Thursday, 28 August 2008

Ancient Temple Torn by Border Fight in Asia

August 5, 2008 — Buddhist monks stroll the grounds of Preah Vihear temple — a sacred site at the center of a potentially violent political standoff. The complex dates from the ninth to eleventh centuries A.D., when the Khmer Empire controlled both sides of the modern Thailand/Cambodia border.

The International Court of Justice awarded the temple to Cambodia in 1962, but wrangling continues over 1.8 square miles (4.6 square kilometers) of land that provides access to the site.

The standoff, which began July 15 after UNESCO named the temple a World Heritage Site, has soldiers from both sides positioned near Preah Vihear; and many Thais and Cambodians praying for peace

Cambodian military police keep an eye on Buddhist monks at Preah Vihear on August 1, 2008. "We want to preserve the status quo, of before July 15, [which means] there are no soldiers in the disputed area," said a Cambodian embassy official in Washington, D.C.

He added that Cambodia was waiting for the Thai government to begin withdrawal of troops, as agreed in bilateral meetings last week. "How long we can wait I don't know."

Bun Rany, wife of Cambodian Prime Minister Hun Sen, joins a ceremony in hopes of ending the military standoff near Preah Vihear temple on August 1, 2008.

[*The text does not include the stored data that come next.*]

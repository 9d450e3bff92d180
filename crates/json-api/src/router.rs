//! App Router

use salvo::Router;

use crate::{carts, orders, products, reports};

pub(crate) fn app_router() -> Router {
    Router::new()
        .push(
            Router::with_path("products")
                .get(products::index::handler)
                .post(products::create::handler)
                .push(Router::with_path("lookup").get(products::lookup::handler))
                .push(
                    Router::with_path("{product}")
                        .get(products::get::handler)
                        .put(products::update::handler)
                        .push(Router::with_path("restock").post(products::restock::handler)),
                ),
        )
        .push(
            Router::with_path("carts").post(carts::create::handler).push(
                Router::with_path("{cart}")
                    .get(carts::get::handler)
                    .push(Router::with_path("checkout").post(carts::checkout::handler))
                    .push(
                        Router::with_path("items")
                            .post(carts::items::create::handler)
                            .delete(carts::items::clear::handler)
                            .push(
                                Router::with_path("{product}")
                                    .put(carts::items::update::handler)
                                    .delete(carts::items::delete::handler),
                            ),
                    ),
            ),
        )
        .push(Router::with_path("orders/{order}").get(orders::get::handler))
        .push(
            Router::with_path("reports")
                .push(Router::with_path("sales-summary").get(reports::sales_summary::handler))
                .push(
                    Router::with_path("sales-vs-purchase")
                        .get(reports::sales_vs_purchase::handler),
                )
                .push(
                    Router::with_path("inventory-turnover")
                        .get(reports::inventory_turnover::handler),
                )
                .push(
                    Router::with_path("supplier-performance")
                        .get(reports::supplier_performance::handler),
                ),
        )
}
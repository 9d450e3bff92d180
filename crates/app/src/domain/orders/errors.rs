//! Orders service errors.

use sqlx::Error;
use thiserror::Error;

#[derive(Debug, Error)]
pub enum OrdersServiceError {
    #[error("order not found")]
    NotFound,

    #[error("storage error")]
    Sql(#[source] Error),
}

impl From<Error> for OrdersServiceError {
    fn from(error: Error) -> Self {
        if matches!(error, Error::RowNotFound) {
            return Self::NotFound;
        }

        Self::Sql(error)
    }
}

Longtime ruler Hun Sen won a general election last week, boosted by his tough tactics in the temple dispute.

Meanwhile Thai Prime Minister Samak Sundaravej, who supported Cambodia's UNESCO bid for the site, faces the ire of Thai nationalists who consider the temple part of their own nation!

Thai troops guard a Buddhist pagoda near Preah Vihear temple on July 20, 2008.
Preah Vihear is a remote, cliff top temple perched on the edge of a high plateau that offers staggering views over the verdant Cambodian plains. The complex's Hindu characteristics (it is dedicated to Shiva) are more akin to Cambodian cultural sites like the legendary Angkor complex; but the most accessible entrance to the site is through Thailand.

A Thai student hustles through a pipe as part of an evacuation drill in Baan Phum Salon on July 23, 2008.

International politics have local relevance for people living in communities surrounding the Preah Vihear temple.

During Cambodia's civil war Preah Vihear was used as a base by the Khmer Rouge. Landmines are still common in the area, though a Thai official said the two nations pledged last week to work together to remove them.

Passions erupt as a villager hurls a stick at nationalist protestors in the Thai community of Kantharalak.

On July 17 villagers and police prevented nationalists from gathering at the Preah Vihear temple.

Damrong Kraikruan, Charge d'Affaires at the Royal Thai Embassy in Washington, D.C., said hope for peace sprang from a meeting of Thai and Cambodian officials last week. "We agreed to redeploy troops from the area, on both sides, and decrease tensions," he said.

Thai (in black) and Cambodian soldiers swap coffee and smiles near the Preah Vihear temple on July 25, 2008.

Tensions have eased, and the Thai cabinet approved a troop pullback on August 5. But soldiers remain on site and the longstanding land dispute appears far from finalized.

In fact, a similar standoff may be taking shape on another temple ground, Ta Moan Thom, located 80 miles (130 kilometers) away along the nations' shared border.